Forest Service regions operated with a great deal of autonomy prior to World War II.  These guides were produced by the Pacific Northwest region 6 recreation office, headed by Fred Cleator.  (Cleator, by the way, had planned, surveyed and designed many of these recreational sites himself during the preceding twenty years.  He maintained a dizzying work schedule, on the road - or trail - eight months out of the year.)  The regional office had them quickly printed locally and distributed to the various forest and ranger districts.

In 1938, the head of the U.S. Government Printing Office learned about this program, and informed Regional Forester C. J. Buck in writing that he was "breaking the law" by not having all his official government printing done in Washington D.C. by GPO.  This would have cost far more than was available in the USFS budget, and entailed long delays.  Alas, that put an end to these pre-war Recreational Guides.

Technical notes.

These guides were intended to be handed out free, and were printed on two sides on very inexpensive, tissue-thin paper.  So thin that the printing on the opposite side shows through.  And so cheap, like newspaper, than they have yellowed with age.  To improve legibility, contrast has been enhanced to suppress that "bleed through" and yellowing, at the cost of a slightly "bleached" appearance compared to the original.  (See the Columbia Gorge as an example of how the originals look.)
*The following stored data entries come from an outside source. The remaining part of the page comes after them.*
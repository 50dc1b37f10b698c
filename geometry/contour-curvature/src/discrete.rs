//! Curvature from finite differences of the raw point sequence.
//!
//! Derivatives are taken with respect to point index, not arc length. The
//! curvature formula is invariant under reparametrization, so on evenly
//! sampled contours this matches the geometric curvature; on uneven
//! sampling it is only an approximation.
//!
//! Values are capped at [`DISCRETE_CURVATURE_CAP`]. Under the index
//! parametrization values above the cap come from sampling artifacts
//! rather than real shape.

use nalgebra::Point2;
use tracing::debug;

use crate::contour::Contour;
use crate::error::{CurvatureError, CurvatureResult, NumericalInstability};
use crate::result::{ContourCurvature, CurvatureSample, SampleParameter};

/// Largest curvature the discrete method reports.
pub const DISCRETE_CURVATURE_CAP: f64 = 1.0;

/// Minimum number of points for a first difference.
const MIN_POINTS: usize = 2;

/// Numerical gradient of a uniformly spaced sequence.
///
/// Central differences in the interior, one-sided differences at the ends.
/// Returns an empty vector for fewer than two values.
#[must_use]
pub fn gradient(values: &[f64]) -> Vec<f64> {
    let n = values.len();
    if n < MIN_POINTS {
        return Vec::new();
    }

    let mut out = Vec::with_capacity(n);
    out.push(values[1] - values[0]);
    for i in 1..n - 1 {
        out.push((values[i + 1] - values[i - 1]) / 2.0);
    }
    out.push(values[n - 1] - values[n - 2]);
    out
}

/// Curvature from first and second derivatives of a planar curve.
///
/// Returns `None` when the squared speed is at or below `epsilon`.
#[must_use]
pub fn curvature_from_derivatives(
    dx: f64,
    dy: f64,
    ddx: f64,
    ddy: f64,
    epsilon: f64,
) -> Option<f64> {
    let speed_squared = dx * dx + dy * dy;
    if speed_squared <= epsilon || !speed_squared.is_finite() {
        return None;
    }
    Some((dx * ddy - ddx * dy).abs() / speed_squared.powf(1.5))
}

/// Estimate curvature at every input point by finite differences.
///
/// One sample is produced per input point, at the unrounded input position.
/// Use [`CurvatureSample::pixel`] for the rounded raster view.
///
/// # Errors
///
/// Returns [`CurvatureError::DegenerateContour`] for fewer than two points
/// and [`CurvatureError::NonFiniteCoordinate`] for NaN or infinite input.
///
/// # Example
///
/// ```
/// use contour_curvature::{estimate_discrete, Contour};
///
/// // Straight line: zero curvature everywhere.
/// let line = Contour::from_coords(&[[0.0, 0.0], [1.0, 1.0], [2.0, 2.0], [3.0, 3.0]]);
/// let result = estimate_discrete(&line, 1e-12).unwrap();
/// assert_eq!(result.len(), 4);
/// assert!(result.samples.iter().all(|s| s.curvature.abs() < 1e-12));
/// ```
pub fn estimate_discrete(contour: &Contour, epsilon: f64) -> CurvatureResult<ContourCurvature> {
    let points = contour.points();
    if points.len() < MIN_POINTS {
        return Err(CurvatureError::degenerate(MIN_POINTS, points.len()));
    }
    if let Some(index) = first_non_finite(points) {
        return Err(CurvatureError::non_finite(index));
    }

    let xs: Vec<f64> = points.iter().map(|p| p.x).collect();
    let ys: Vec<f64> = points.iter().map(|p| p.y).collect();

    let dx = gradient(&xs);
    let dy = gradient(&ys);
    let ddx = gradient(&dx);
    let ddy = gradient(&dy);

    let mut samples = Vec::with_capacity(points.len());
    let mut instabilities = Vec::new();

    for (i, &position) in points.iter().enumerate() {
        let parameter = SampleParameter::Index(i);
        let curvature = match curvature_from_derivatives(dx[i], dy[i], ddx[i], ddy[i], epsilon) {
            Some(k) => k.min(DISCRETE_CURVATURE_CAP),
            None => {
                instabilities.push(NumericalInstability {
                    parameter,
                    speed_squared: dx[i] * dx[i] + dy[i] * dy[i],
                });
                0.0
            }
        };
        samples.push(CurvatureSample {
            position,
            curvature,
            parameter,
        });
    }

    debug!(
        points = points.len(),
        unstable = instabilities.len(),
        "Discrete curvature estimated"
    );

    Ok(ContourCurvature {
        contour_index: 0,
        samples,
        instabilities,
        rank_deficient_fits: 0,
    })
}

pub(crate) fn first_non_finite(points: &[Point2<f64>]) -> Option<usize> {
    points
        .iter()
        .position(|p| !(p.x.is_finite() && p.y.is_finite()))
}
They were scanned at 300 dpi at NARA-PAR.  These maps are larger than my scanner, so multiple were aligned and joined; any slight misalignment is due to the "stretch" in the tissue-thin paper, and my caution in not "stretching" folds perfectly flat to avoid any possibility of tearing the original.

For faster downloads, JPEG compression was adjusted to only slightly compromise resolution for smaller size, and the text side was compressed to 150 dpi.  If anyone desires the full resolution original scans, which are files about twice as large, simply send me an e-mail.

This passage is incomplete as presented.